While diet docs debate fats and carbs, weight loss still comes down to calories
By Linda Kulman
No food group was left unscathed last week when the authors of some of the nation's bestselling diet books squared off in Washington. At stake in "the great nutrition debate," sponsored by the Department of Agriculture, was who has divined the easy road to salvation for the nation's overweight masses. "We are in an era now where millions and millions of Americans are personally fascinated by diet and nutrition and they get a lot of conflicting information," says Agriculture Secretary Dan Glickman. "In fact, some of it is absolutely contradictory." Amen.
The battle lines were drawn between cardiologist Robert Atkins, whose high-protein, high-fat, low-carb plan is laid out in Dr. Atkins' New Diet Revolution, and internist Dean Ornish, author of five books including Eat More, Weigh Less, which outlines a spartan low-fat regime. They were joined by other diet gurus du jour who fall variously along the protein/carbohydrate spectrum, including biochemist Barry Sears, coauthor of The Zone, and cardiac surgeon Morrison Bethea, one of a passel of Sugar Busters! authors.

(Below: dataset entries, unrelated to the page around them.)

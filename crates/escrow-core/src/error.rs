use thiserror::Error;

use crate::fsm::DealStatus;

/// The coordinator's unified error taxonomy.
///
/// Every variant maps onto exactly one of the error kinds in the design
/// (VALIDATION, NOT_FOUND, FORBIDDEN, CONFLICT, EXTERNAL, CONFIG, FATAL) via
/// [`EscrowError::kind`]. Drivers (HTTP, bot) translate `kind()` to a status
/// code; nothing downstream of this enum needs to know about HTTP.
#[derive(Debug, Error)]
pub enum EscrowError {
    // ── VALIDATION ───────────────────────────────────────────────────────
    #[error("validation failed: {0}")]
    Validation(String),

    // ── NOT_FOUND ────────────────────────────────────────────────────────
    #[error("deal {0} not found")]
    DealNotFound(u64),
    #[error("user {0} not found")]
    UserNotFound(u64),
    #[error("channel {0} not found")]
    ChannelNotFound(u64),
    #[error("wallet for deal {0} not found")]
    WalletNotFound(u64),
    #[error("scheduled post for deal {0} not found")]
    ScheduledPostNotFound(u64),

    // ── FORBIDDEN ────────────────────────────────────────────────────────
    #[error("user {user} is not an admin of channel {channel}")]
    NotAnAdmin { user: u64, channel: u64 },
    #[error("role {role} cannot perform {action}")]
    Forbidden { role: String, action: String },

    // ── CONFLICT ─────────────────────────────────────────────────────────
    #[error("invalid transition from {from:?} to {to:?}; allowed: {allowed:?}")]
    InvalidTransition {
        from: DealStatus,
        to: DealStatus,
        allowed: Vec<DealStatus>,
    },
    #[error("concurrent modification on deal {0}")]
    ConcurrentModification(u64),
    #[error("deal {0} is in a terminal state")]
    TerminalDeal(u64),
    #[error("duplicate {entity} for key {key}")]
    Duplicate { entity: &'static str, key: String },
    #[error("no destination address available for deal {0}")]
    NoDestination(u64),

    // ── EXTERNAL ─────────────────────────────────────────────────────────
    #[error("chain error: {0}")]
    Chain(String),
    #[error("messaging error: {0}")]
    Messaging(String),

    // ── CONFIG ───────────────────────────────────────────────────────────
    #[error("configuration error: {0}")]
    Config(String),

    // ── FATAL ────────────────────────────────────────────────────────────
    #[error("data integrity violation on deal {0}: {1}")]
    Fatal(u64, String),

    // ── Storage plumbing ─────────────────────────────────────────────────
    #[error("storage error: {0}")]
    Storage(String),
    #[error("serialization error: {0}")]
    Serialization(String),
}

/// Coarse error kind, used by drivers to pick an HTTP status code.
#[derive(Debug, Clone, Copy, PartialEq, Eq)]
pub enum ErrorKind {
    Validation,
    NotFound,
    Forbidden,
    Conflict,
    External,
    Config,
    Fatal,
}

impl EscrowError {
    pub fn kind(&self) -> ErrorKind {
        use EscrowError::*;
        match self {
            Validation(_) => ErrorKind::Validation,
            DealNotFound(_)
            | UserNotFound(_)
            | ChannelNotFound(_)
            | WalletNotFound(_)
            | ScheduledPostNotFound(_) => ErrorKind::NotFound,
            NotAnAdmin { .. } | Forbidden { .. } => ErrorKind::Forbidden,
            InvalidTransition { .. }
            | ConcurrentModification(_)
            | TerminalDeal(_)
            | Duplicate { .. }
            | NoDestination(_) => ErrorKind::Conflict,
            Chain(_) | Messaging(_) => ErrorKind::External,
            Config(_) => ErrorKind::Config,
            Fatal(_, _) => ErrorKind::Fatal,
            Storage(_) | Serialization(_) => ErrorKind::Fatal,
        }
    }
}
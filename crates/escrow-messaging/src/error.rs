use thiserror::Error;

#[derive(Debug, Error)]
pub enum MessagingError {
    #[error("channel not found: {0}")]
    ChannelNotFound(String),
    #[error("bot was evicted from the channel")]
    BotEvicted,
    #[error("access denied: {0}")]
    AccessDenied(String),
    /// Neither "not found" nor "still exists" could be determined. Callers
    /// must treat this as "no change, retry later" — never as a deletion.
    #[error("could not determine message existence: {0}")]
    VerifyUnknown(String),
}
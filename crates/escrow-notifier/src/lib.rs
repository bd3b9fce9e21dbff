use std::sync::Arc;

use async_trait::async_trait;
use chrono::{DateTime, Utc};
use dashmap::DashMap;
use escrow_core::{DealId, UserId, NOTIFICATION_COOLDOWN_SECS};
use tracing::debug;

#[derive(Debug, Clone, Copy, PartialEq, Eq, Hash)]
pub enum Event {
    Accepted,
    Funded,
    Scheduled,
    Posted,
    Verified,
    Completed,
    Refunded,
    Cancelled,
}

impl Event {
    /// Fixed routing table — spec §4.9.
    pub fn recipients(&self) -> Recipients {
        match self {
            Event::Accepted => Recipients::Advertiser,
            Event::Funded => Recipients::ChannelOwner,
            Event::Scheduled => Recipients::Both,
            Event::Posted => Recipients::Advertiser,
            Event::Verified => Recipients::Both,
            Event::Completed => Recipients::Both,
            Event::Refunded => Recipients::Advertiser,
            Event::Cancelled => Recipients::Both,
        }
    }

    fn template(&self) -> &'static str {
        match self {
            Event::Accepted => "Your deal #{deal_id} for {channel} was accepted.",
            Event::Funded => "Deal #{deal_id} for {channel} has been funded ({amount}).",
            Event::Scheduled => "Deal #{deal_id} is scheduled to post on {channel} at {scheduled_time}.",
            Event::Posted => "Your ad for deal #{deal_id} was posted to {channel}.",
            Event::Verified => "Deal #{deal_id}'s post on {channel} was verified as still live.",
            Event::Completed => "Deal #{deal_id} is complete — escrow released ({amount}).",
            Event::Refunded => "Deal #{deal_id} was refunded: {reason}",
            Event::Cancelled => "Deal #{deal_id} was cancelled.",
        }
    }
}

#[derive(Debug, Clone, Copy)]
pub enum Recipients {
    Advertiser,
    ChannelOwner,
    Both,
}

/// Template variables rendered into an event's message. Missing values fall
/// back to the documented defaults (spec §4.9).
#[derive(Debug, Clone, Default)]
pub struct NotificationContext {
    pub channel: Option<String>,
    pub amount: Option<f64>,
    pub hold_hours: Option<u32>,
    pub scheduled_time: Option<DateTime<Utc>>,
    pub reason: Option<String>,
}

impl NotificationContext {
    fn render(&self, deal_id: DealId, template: &str) -> String {
        let channel = self.channel.clone().unwrap_or_else(|| "Channel".to_string());
        let amount = self.amount.unwrap_or(0.0);
        let hold_hours = self.hold_hours.unwrap_or(24);
        let scheduled_time = self
            .scheduled_time
            .map(|t| t.to_rfc3339())
            .unwrap_or_else(|| "an upcoming time".to_string());
        let reason = self
            .reason
            .clone()
            .unwrap_or_else(|| "Advertisement removed or policy violation".to_string());

        template
            .replace("{deal_id}", &deal_id.to_string())
            .replace("{channel}", &channel)
            .replace("{amount}", &amount.to_string())
            .replace("{hold_hours}", &hold_hours.to_string())
            .replace("{scheduled_time}", &scheduled_time)
            .replace("{reason}", &reason)
    }
}

#[derive(Debug, Clone, PartialEq, Eq)]
pub enum NotifyOutcome {
    Delivered,
    Throttled,
}

/// Delivery sink — a thin boundary onto the messaging driver, out of scope
/// for this crate's own specification (spec §1).
#[async_trait]
pub trait NotificationSink: Send + Sync {
    async fn deliver(&self, user_id: UserId, text: String);
}

/// Templated notifications with a per-`(deal_id, event)` cooldown. The
/// cooldown map is a `DashMap`, not a coarse lock — spec §9 is explicit that
/// a `Mutex<HashMap<...>>` around the whole notifier is the wrong shape here
/// since notifications across unrelated deals must never contend.
pub struct Notifier {
    sink: Arc<dyn NotificationSink>,
    cooldowns: DashMap<(DealId, Event), DateTime<Utc>>,
}

impl Notifier {
    pub fn new(sink: Arc<dyn NotificationSink>) -> Self {
        Self {
            sink,
            cooldowns: DashMap::new(),
        }
    }

    /// Send `event` for `deal_id` to the routed recipients. `force` bypasses
    /// the cooldown window entirely.
    pub async fn notify(
        &self,
        deal_id: DealId,
        event: Event,
        advertiser_id: UserId,
        channel_owner_id: UserId,
        ctx: &NotificationContext,
        force: bool,
    ) -> NotifyOutcome {
        let now = Utc::now();
        if !force {
            if let Some(last) = self.cooldowns.get(&(deal_id, event)) {
                if (now - *last).num_seconds() < NOTIFICATION_COOLDOWN_SECS {
                    debug!(deal_id, ?event, "notification throttled");
                    return NotifyOutcome::Throttled;
                }
            }
        }

        let text = ctx.render(deal_id, event.template());
        match event.recipients() {
            Recipients::Advertiser => self.sink.deliver(advertiser_id, text).await,
            Recipients::ChannelOwner => self.sink.deliver(channel_owner_id, text).await,
            Recipients::Both => {
                self.sink.deliver(advertiser_id, text.clone()).await;
                self.sink.deliver(channel_owner_id, text).await;
            }
        }

        self.cooldowns.insert((deal_id, event), now);
        NotifyOutcome::Delivered
    }
}

#[cfg(test)]
mod tests {
    use super::*;
    use std::sync::Mutex;

    #[derive(Default)]
    struct RecordingSink {
        sent: Mutex<Vec<(UserId, String)>>,
    }

    #[async_trait]
    impl NotificationSink for RecordingSink {
        async fn deliver(&self, user_id: UserId, text: String) {
            self.sent.lock().unwrap().push((user_id, text));
        }
    }

    #[tokio::test]
    async fn second_notify_within_cooldown_is_throttled() {
        let sink = Arc::new(RecordingSink::default());
        let notifier = Notifier::new(sink.clone());
        let ctx = NotificationContext::default();

        let first = notifier.notify(1, Event::Posted, 10, 20, &ctx, false).await;
        let second = notifier.notify(1, Event::Posted, 10, 20, &ctx, false).await;

        assert_eq!(first, NotifyOutcome::Delivered);
        assert_eq!(second, NotifyOutcome::Throttled);
        assert_eq!(sink.sent.lock().unwrap().len(), 1);
    }

    #[tokio::test]
    async fn force_bypasses_cooldown() {
        let sink = Arc::new(RecordingSink::default());
        let notifier = Notifier::new(sink.clone());
        let ctx = NotificationContext::default();

        notifier.notify(1, Event::Posted, 10, 20, &ctx, false).await;
        let forced = notifier.notify(1, Event::Posted, 10, 20, &ctx, true).await;

        assert_eq!(forced, NotifyOutcome::Delivered);
        assert_eq!(sink.sent.lock().unwrap().len(), 2);
    }

    #[tokio::test]
    async fn completed_event_notifies_both_parties() {
        let sink = Arc::new(RecordingSink::default());
        let notifier = Notifier::new(sink.clone());
        let ctx = NotificationContext::default();

        notifier.notify(1, Event::Completed, 10, 20, &ctx, false).await;
        let sent = sink.sent.lock().unwrap();
        let recipients: Vec<UserId> = sent.iter().map(|(u, _)| *u).collect();
        assert!(recipients.contains(&10));
        assert!(recipients.contains(&20));
    }

    #[tokio::test]
    async fn missing_variables_use_documented_defaults() {
        let sink = Arc::new(RecordingSink::default());
        let notifier = Notifier::new(sink.clone());
        let ctx = NotificationContext::default();

        notifier.notify(1, Event::Funded, 10, 20, &ctx, false).await;
        let sent = sink.sent.lock().unwrap();
        assert!(sent[0].1.contains("Channel"));
    }
}
use std::sync::Arc;

use axum::routing::{delete, get, post};
use axum::Router;
use tower::ServiceBuilder;
use tower_http::cors::{Any, CorsLayer};
use tower_http::trace::TraceLayer;

use crate::handlers;
use crate::state::AppState;

/// Builds the full HTTP surface (spec §6). Grounded on the teacher RPC
/// server's permissive-CORS + tracing middleware stack, adapted from a
/// single jsonrpsee module to axum's per-route `Router`.
pub fn build_router(state: Arc<AppState>) -> Router {
    let cors = CorsLayer::new().allow_methods(Any).allow_origin(Any).allow_headers(Any);

    Router::new()
        .route("/health", get(handlers::health))
        .route("/api/auth", post(handlers::auth))
        .route("/api/channels", get(handlers::list_channels).post(handlers::create_channel))
        .route(
            "/api/channel/:id/admins",
            get(handlers::list_channel_admins).post(handlers::add_channel_admin),
        )
        .route("/api/channel/:id/admins/:user_id", delete(handlers::remove_channel_admin))
        .route("/api/channel/:id/verify", post(handlers::verify_channel))
        .route("/api/permission/check", post(handlers::permission_check))
        .route("/api/campaign/create", post(handlers::create_campaign))
        .route("/api/deals", get(handlers::list_deals).post(handlers::create_deal))
        .route("/api/deal/create", post(handlers::create_deal))
        .route("/api/deal/:id", get(handlers::get_deal))
        .route("/api/deal/:id/status", post(handlers::deal_status))
        .route("/api/deal/:id/transition", post(handlers::deal_transition))
        .route("/api/deal/:id/accept", post(handlers::deal_accept))
        .route("/api/deal/:id/post", post(handlers::deal_post))
        .route("/api/deal/:id/release", post(handlers::deal_release))
        .route("/api/deal/:id/escrow/create", post(handlers::escrow_create))
        .route("/api/deal/:id/escrow/status", get(handlers::escrow_status))
        .route("/api/deal/:id/escrow/verify", post(handlers::escrow_verify))
        .route("/api/deal/:id/escrow/release", post(handlers::escrow_release))
        .route("/api/deal/:id/escrow/refund", post(handlers::escrow_refund))
        .route("/api/deal/:id/escrow/transactions", get(handlers::escrow_transactions))
        .route("/api/deal/:id/post/schedule", post(handlers::post_schedule))
        .route("/api/deal/:id/post/now", post(handlers::post_now))
        .route("/api/deal/:id/post/cancel", post(handlers::post_cancel))
        .route("/api/deal/:id/post/verify", get(handlers::post_verify))
        .with_state(state)
        .layer(ServiceBuilder::new().layer(TraceLayer::new_for_http()).layer(cors))
}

But for all the talk of insulin secretion and lipid profiles, nutritionists agree that no miracle was revealed. While Atkins and Ornish claim their strategies enable you to lose weight while eating more than traditional diets allow, nutritionists say both diets work in the time-tested manner: by cutting calories. "People need to find the diet that works for them," says Ronald Ruden, a New York internist. "Every single one of these practititioners is incorrect in thinking their diet is for everybody."
Atkins is often characterized as the most severe of the high-protein/low-carb school, and he does go whole hog, recommending dishes high in saturated fat like bacon and eggs, cheeseburgers, and rack of lamb. But it's the virtual absence of carbohydrates that creates what he calls "a metabolic advantage," enabling his followers to eat their fill yet strip away more pounds and fat. After two carbless days, insulin deprivation throws the body into a state called ketosis, he says, drawing on fat stores as fuel. "Ketosis is one of life's charmed gifts," Atkins writes. "It's as delightful as sex and sunshine"–although Atkins himself acknowledges it can cause bad breath.
Sears and the Sugar Busters! folks can be considered Atkins Lite. Sure, their meat is leaner and their lists of acceptable carbs longer. But they also tout some version of the idea that more carbohydrates produce more insulin, and it's the insulin, not the calories, that makes people fat. Opponents say, however, that while insulin levels are higher in obese people, it isn't the insulin that makes you fat. "Insulin is not the key to everything," Dean Ornish says, and other nutrition experts agree.
His diet reduces fat to a minuscule 10 percent or less, compared with 34 percent in the average American diet. Ornish's devotees are told to savor fruits, grains, and vegetables, while eschewing fish, meat, alcohol, and olive oil. Opponents say there's little inherently wrong with his regimen, which also includes other "life choice" changes like exercise and meditation. It's just that it is so rigorous few can make it stick.
The good news is that all the diets work for the short term. "They all do it the same way. They all cut calories. That is the only way anyone is ever going to lose weight," says Keith-Thomas Ayoob, a nutritionist with the Albert Einstein College of Medicine in New York, who participated in the debate. For all the bacon, a typical Atkins day amasses only 1,400 to 1,500 calories. It's hard to make up in steak what you gave up in baked potatoes.
Forever thin? How well either philosophy holds up in the long term is less clear. Ornish has published studies showing that his diet reverses heart disease–if dieters hew to the regimen. The Atkins diet, on the other hand, strikes some nutritionists as downright unhealthy. "The diet's only salvation is that people can't tolerate it for very long–not long enough for the increase in the risk of heart disease or cancer that long-term use of such a diet could bring," write Brown University professors Kevin Vigilante and Mary Flynn in Low-Fat Lies High-Fat Frauds. Atkins dismisses speculation about adverse health effects. "There's not a scintilla of evidence," he says.
The most practical tidbit–to eat what you like but to eat less–came from Ayoob. Of the nearly 3,000 people in the National Weight Control Registry, which lists people who lost at least 30 pounds and kept it off for at least a year, most followed a traditional low-calorie, low-fat diet. Limit portion size to what fits on the bottom of a dinner plate, recommends Sugar Busters! author Bethea. And, as one of the presenters reminded the audience, "Remember the pleasures of eating."